** WORK INSTRUCTIONS **
What is needed here is an exact reprint of every record below.

┄┄┄┄┄┄┄┄┄┄┄┄┄┄┄┄┄┄┄┄

mod commands;

pub use commands::{Cli, Commands};
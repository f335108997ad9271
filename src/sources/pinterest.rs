use reqwest::blocking::Client;
use reqwest::header::COOKIE;
use serde::Deserialize;
use tracing::{debug, info};

use crate::config::{PinterestConfig, Secret};
use crate::domain::{parse_timestamp, ContentItem, ItemKind, SourceType};
use crate::errors::{BotError, BotResult, FetchError};
use crate::sources::traits::ContentSource;

const SERVICE: &str = "Pinterest";
const CREDENTIAL: &str = "PINTEREST_COOKIE";

// Undocumented home feed resource, see https://github.com/bstoilov/py3-pinterest
#[derive(Debug, Deserialize)]
struct HomefeedResponse {
    resource_response: Option<ResourceResponse>,
}

#[derive(Debug, Deserialize)]
struct ResourceResponse {
    data: Option<Vec<RawPin>>,
}

#[derive(Debug, Default, Deserialize)]
#[serde(default)]
struct RawPin {
    id: Option<String>,
    title: Option<String>,
    description: Option<String>,
    link: Option<String>,
    board: Option<RawBoard>,
    created_at: Option<String>,
    images: Option<RawImages>,
}

#[derive(Debug, Deserialize)]
struct RawBoard {
    name: Option<String>,
}

#[derive(Debug, Deserialize)]
struct RawImages {
    orig: Option<RawImage>,
}

#[derive(Debug, Deserialize)]
struct RawImage {
    url: Option<String>,
}

pub struct PinterestSource {
    client: Client,
    api_url: String,
    cookie: Secret,
}

impl PinterestSource {
    pub fn new(config: PinterestConfig) -> BotResult<Self> {
        Ok(Self {
            client: super::http_client()?,
            api_url: config.api_url,
            cookie: config.cookie,
        })
    }

    /// Parse a home feed response body into pins that have an image
    fn parse_pins(body: &str) -> BotResult<Vec<ContentItem>> {
        let response: HomefeedResponse =
            serde_json::from_str(body).map_err(|e| FetchError::Schema {
                service: SERVICE,
                message: e.to_string(),
            })?;

        let pins = response
            .resource_response
            .and_then(|r| r.data)
            .unwrap_or_default();

        if pins.is_empty() {
            return Err(BotError::EmptyResult(
                "No pins found. The user may have no pins or the API request failed.".to_string(),
            ));
        }

        let total = pins.len();
        let items: Vec<ContentItem> = pins.into_iter().filter_map(Self::normalize).collect();
        debug!(total, usable = items.len(), "Parsed Pinterest home feed");

        if items.is_empty() {
            return Err(BotError::EmptyResult(
                "No pins with images found in the home feed".to_string(),
            ));
        }

        Ok(items)
    }

    /// Convert a raw pin, dropping it if it has no id or image
    fn normalize(pin: RawPin) -> Option<ContentItem> {
        let id = pin.id.filter(|id| !id.is_empty())?;
        let image_url = pin
            .images
            .and_then(|images| images.orig)
            .and_then(|orig| orig.url)
            .filter(|url| !url.is_empty())?;

        let title = pin
            .title
            .filter(|t| !t.trim().is_empty())
            .unwrap_or_else(|| "No Title".to_string());
        let link = pin
            .link
            .filter(|l| !l.trim().is_empty())
            .unwrap_or_else(|| format!("https://www.pinterest.com/pin/{}/", id));
        let board_name = pin
            .board
            .and_then(|board| board.name)
            .filter(|name| !name.trim().is_empty())
            .unwrap_or_else(|| "No Board".to_string());
        let created_at = pin.created_at.as_deref().and_then(parse_timestamp);

        Some(
            ContentItem::new(ItemKind::Pin, id, title, link, board_name)
                .with_description(pin.description)
                .with_image_url(Some(image_url))
                .with_created_at(created_at),
        )
    }
}

impl ContentSource for PinterestSource {
    fn source_type(&self) -> SourceType {
        SourceType::Pins
    }

    fn fetch_items(&self) -> BotResult<Vec<ContentItem>> {
        info!("Fetching pins from Pinterest home feed");

        let response = self
            .client
            .get(&self.api_url)
            .header(COOKIE, self.cookie.expose())
            .header("x-pinterest-pws-handler", "www/index.js")
            .send()
            .map_err(|e| FetchError::Request {
                service: SERVICE,
                source: e,
            })?;

        let status = response.status();
        let body = response.text().map_err(|e| FetchError::Request {
            service: SERVICE,
            source: e,
        })?;

        if !status.is_success() {
            return Err(
                FetchError::from_status(SERVICE, CREDENTIAL, "Pinterest home feed", status, &body)
                    .into(),
            );
        }

        Self::parse_pins(&body)
    }
}
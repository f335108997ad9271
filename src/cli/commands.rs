use clap::{Parser, Subcommand};

use crate::domain::{DeliveryMode, SourceType};

#[derive(Parser)]
#[command(name = "dailypin")]
#[command(about = "Posts a random Pinterest pin or Raindrop.io article to a Telegram chat")]
#[command(version)]
pub struct Cli {
    #[command(subcommand)]
    pub command: Commands,
}

#[derive(Subcommand)]
pub enum Commands {
    /// Run one scheduled delivery
    Run {
        /// Content source: pins or articles (defaults to DAILYPIN_SOURCE, then pins)
        #[arg(short, long)]
        source: Option<SourceType>,

        /// How to deliver: link, photo, list or album
        #[arg(short, long, default_value = "link")]
        mode: DeliveryMode,

        /// Number of items for list and album deliveries
        #[arg(short, long, default_value_t = 1)]
        count: usize,

        /// Schedule expression of the trigger that started this run
        #[arg(long)]
        cron: Option<String>,

        /// Dry run - print the message instead of sending it
        #[arg(long)]
        dry_run: bool,
    },

    /// Show how to trigger a delivery manually
    Hint,
}
use telegram::ParseMode;

/// How the picked items are delivered to the chat
#[derive(Debug, Clone, Copy, PartialEq, Eq, Default)]
pub enum DeliveryMode {
    /// One item, rendered as a text message
    #[default]
    Link,
    /// One item, sent as a photo with the rendered item as caption
    Photo,
    /// Several items, rendered as a numbered text list
    List,
    /// Several items, sent as one photo album
    Album,
}

impl DeliveryMode {
    pub fn as_str(&self) -> &'static str {
        match self {
            DeliveryMode::Link => "link",
            DeliveryMode::Photo => "photo",
            DeliveryMode::List => "list",
            DeliveryMode::Album => "album",
        }
    }

    /// Whether this mode delivers more than one item
    pub fn is_multi(&self) -> bool {
        matches!(self, DeliveryMode::List | DeliveryMode::Album)
    }
}

impl std::str::FromStr for DeliveryMode {
    type Err = String;

    fn from_str(s: &str) -> Result<Self, Self::Err> {
        match s.to_lowercase().as_str() {
            "link" | "text" => Ok(DeliveryMode::Link),
            "photo" => Ok(DeliveryMode::Photo),
            "list" => Ok(DeliveryMode::List),
            "album" | "group" => Ok(DeliveryMode::Album),
            _ => Err(format!("Unknown delivery mode: {}", s)),
        }
    }
}

impl std::fmt::Display for DeliveryMode {
    fn fmt(&self, f: &mut std::fmt::Formatter<'_>) -> std::fmt::Result {
        write!(f, "{}", self.as_str())
    }
}

#[derive(Debug, Clone, PartialEq, Eq)]
pub struct Photo {
    pub url: String,
    pub caption: String,
}

#[derive(Debug, Clone, PartialEq, Eq)]
pub enum MessageBody {
    Text(String),
    Photo(Photo),
    Album(Vec<Photo>),
}

/// A formatted payload for one chat, consumed once by a `Notifier`
#[derive(Debug, Clone, PartialEq, Eq)]
pub struct OutboundMessage {
    pub chat_id: String,
    pub body: MessageBody,
    /// `None` sends the text as is
    pub parse_mode: Option<ParseMode>,
}

impl OutboundMessage {
    pub fn new(chat_id: &str, body: MessageBody, parse_mode: Option<ParseMode>) -> Self {
        Self {
            chat_id: chat_id.to_string(),
            body,
            parse_mode,
        }
    }
}
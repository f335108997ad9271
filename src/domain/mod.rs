pub mod item;
pub mod message;

pub use item::{parse_timestamp, ContentItem, ItemKind, SourceType};
pub use message::{DeliveryMode, MessageBody, OutboundMessage, Photo};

┄┄┄┄┄┄┄┄┄┄┄┄┄┄┄┄┄┄┄┄

** WRITTEN SOLUTION **
mod commands;

pub use commands::{Cli, Commands};
repository f335108997ad9271
filename src/sources/pinterest.rs
use reqwest::blocking::Client;
use reqwest::header::COOKIE;
use serde::Deserialize;
use tracing::{debug, info};

use crate::config::{PinterestConfig, Secret};
use crate::domain::{parse_timestamp, ContentItem, ItemKind, SourceType};
use crate::errors::{BotError, BotResult, FetchError};
use crate::sources::traits::ContentSource;

const SERVICE: &str = "Pinterest";
const CREDENTIAL: &str = "PINTEREST_COOKIE";

// Undocumented home feed resource, see https://github.com/bstoilov/py3-pinterest
#[derive(Debug, Deserialize)]
struct HomefeedResponse {
    resource_response: Option<ResourceResponse>,
}

#[derive(Debug, Deserialize)]
struct ResourceResponse {
    data: Option<Vec<RawPin>>,
}

#[derive(Debug, Default, Deserialize)]
#[serde(default)]
struct RawPin {
    id: Option<String>,
    title: Option<String>,
    description: Option<String>,
    link: Option<String>,
    board: Option<RawBoard>,
    created_at: Option<String>,
    images: Option<RawImages>,
}

#[derive(Debug, Deserialize)]
struct RawBoard {
    name: Option<String>,
}

#[derive(Debug, Deserialize)]
struct RawImages {
    orig: Option<RawImage>,
}

#[derive(Debug, Deserialize)]
struct RawImage {
    url: Option<String>,
}

pub struct PinterestSource {
    client: Client,
    api_url: String,
    cookie: Secret,
}

impl PinterestSource {
    pub fn new(config: PinterestConfig) -> BotResult<Self> {
        Ok(Self {
            client: super::http_client()?,
            api_url: config.api_url,
            cookie: config.cookie,
        })
    }

    /// Parse a home feed response body into pins that have an image
    fn parse_pins(body: &str) -> BotResult<Vec<ContentItem>> {
        let response: HomefeedResponse =
            serde_json::from_str(body).map_err(|e| FetchError::Schema {
                service: SERVICE,
                message: e.to_string(),
            })?;

        let pins = response
            .resource_response
            .and_then(|r| r.data)
            .unwrap_or_default();

        if pins.is_empty() {
            return Err(BotError::EmptyResult(
                "No pins found. The user may have no pins or the API request failed.".to_string(),
            ));
        }

        let total = pins.len();
        let items: Vec<ContentItem> = pins.into_iter().filter_map(Self::normalize).collect();
        debug!(total, usable = items.len(), "Parsed Pinterest home feed");

        if items.is_empty() {
            return Err(BotError::EmptyResult(
                "No pins with images found in the home feed".to_string(),
            ));
        }

        Ok(items)
    }

    /// Convert a raw pin, dropping it if it has no id or image
    fn normalize(pin: RawPin) -> Option<ContentItem> {
        let id = pin.id.filter(|id| !id.is_empty())?;
        let image_url = pin
            .images
            .and_then(|images| images.orig)
            .and_then(|orig| orig.url)
            .filter(|url| !url.is_empty())?;

        let title = pin
            .title
            .filter(|t| !t.trim().is_empty())
            .unwrap_or_else(|| "No Title".to_string());
        let link = pin
            .link
            .filter(|l| !l.trim().is_empty())
            .unwrap_or_else(|| format!("https://www.pinterest.com/pin/{}/", id));
        let board_name = pin
            .board
            .and_then(|board| board.name)
            .filter(|name| !name.trim().is_empty())
            .unwrap_or_else(|| "No Board".to_string());
        let created_at = pin.created_at.as_deref().and_then(parse_timestamp);

        Some(
            ContentItem::new(ItemKind::Pin, id, title, link, board_name)
                .with_description(pin.description)
                .with_image_url(Some(image_url))
                .with_created_at(created_at),
        )
    }
}

impl ContentSource for PinterestSource {
    fn source_type(&self) -> SourceType {
        SourceType::Pins
    }

    fn fetch_items(&self) -> BotResult<Vec<ContentItem>> {
        info!("Fetching pins from Pinterest home feed");

        let response = self
            .client
            .get(&self.api_url)
            .header(COOKIE, self.cookie.expose())
            .header("x-pinterest-pws-handler", "www/index.js")
            .send()
            .map_err(|e| FetchError::Request {
                service: SERVICE,
                source: e,
            })?;

        let status = response.status();
        let body = response.text().map_err(|e| FetchError::Request {
            service: SERVICE,
            source: e,
        })?;

        if !status.is_success() {
            return Err(
                FetchError::from_status(SERVICE, CREDENTIAL, "Pinterest home feed", status, &body)
                    .into(),
            );
        }

        Self::parse_pins(&body)
    }
}
repository f335108997ad9271
filename src/cli/commands.rs
use clap::{Parser, Subcommand};

use crate::domain::{DeliveryMode, SourceType};

#[derive(Parser)]
#[command(name = "dailypin")]
#[command(about = "Posts a random Pinterest pin or Raindrop.io article to a Telegram chat")]
#[command(version)]
pub struct Cli {
    #[command(subcommand)]
    pub command: Commands,
}

#[derive(Subcommand)]
pub enum Commands {
    /// Run one scheduled delivery
    Run {
        /// Content source: pins or articles (defaults to DAILYPIN_SOURCE, then pins)
        #[arg(short, long)]
        source: Option<SourceType>,

        /// How to deliver: link, photo, list or album
        #[arg(short, long, default_value = "link")]
        mode: DeliveryMode,

        /// Number of items for list and album deliveries
        #[arg(short, long, default_value_t = 1)]
        count: usize,

        /// Schedule expression of the trigger that started this run
        #[arg(long)]
        cron: Option<String>,

        /// Dry run - print the message instead of sending it
        #[arg(long)]
        dry_run: bool,
    },

    /// Show how to trigger a delivery manually
    Hint,
}
use telegram::ParseMode;

/// How the picked items are delivered to the chat
#[derive(Debug, Clone, Copy, PartialEq, Eq, Default)]
pub enum DeliveryMode {
    /// One item, rendered as a text message
    #[default]
    Link,
    /// One item, sent as a photo with the rendered item as caption
    Photo,
    /// Several items, rendered as a numbered text list
    List,
    /// Several items, sent as one photo album
    Album,
}

impl DeliveryMode {
    pub fn as_str(&self) -> &'static str {
        match self {
            DeliveryMode::Link => "link",
            DeliveryMode::Photo => "photo",
            DeliveryMode::List => "list",
            DeliveryMode::Album => "album",
        }
    }

    /// Whether this mode delivers more than one item
    pub fn is_multi(&self) -> bool {
        matches!(self, DeliveryMode::List | DeliveryMode::Album)
    }
}

impl std::str::FromStr for DeliveryMode {
    type Err = String;

    fn from_str(s: &str) -> Result<Self, Self::Err> {
        match s.to_lowercase().as_str() {
            "link" | "text" => Ok(DeliveryMode::Link),
            "photo" => Ok(DeliveryMode::Photo),
            "list" => Ok(DeliveryMode::List),
            "album" | "group" => Ok(DeliveryMode::Album),
            _ => Err(format!("Unknown delivery mode: {}", s)),
        }
    }
}

impl std::fmt::Display for DeliveryMode {
    fn fmt(&self, f: &mut std::fmt::Formatter<'_>) -> std::fmt::Result {
        write!(f, "{}", self.as_str())
    }
}

#[derive(Debug, Clone, PartialEq, Eq)]
pub struct Photo {
    pub url: String,
    pub caption: String,
}

#[derive(Debug, Clone, PartialEq, Eq)]
pub enum MessageBody {
    Text(String),
    Photo(Photo),
    Album(Vec<Photo>),
}

/// A formatted payload for one chat, consumed once by a `Notifier`
#[derive(Debug, Clone, PartialEq, Eq)]
pub struct OutboundMessage {
    pub chat_id: String,
    pub body: MessageBody,
    /// `None` sends the text as is
    pub parse_mode: Option<ParseMode>,
}

impl OutboundMessage {
    pub fn new(chat_id: &str, body: MessageBody, parse_mode: Option<ParseMode>) -> Self {
        Self {
            chat_id: chat_id.to_string(),
            body,
            parse_mode,
        }
    }
}
repository f335108997ad9271
filename src/domain/mod.rs
pub mod item;
pub mod message;

pub use item::{parse_timestamp, ContentItem, ItemKind, SourceType};
pub use message::{DeliveryMode, MessageBody, OutboundMessage, Photo};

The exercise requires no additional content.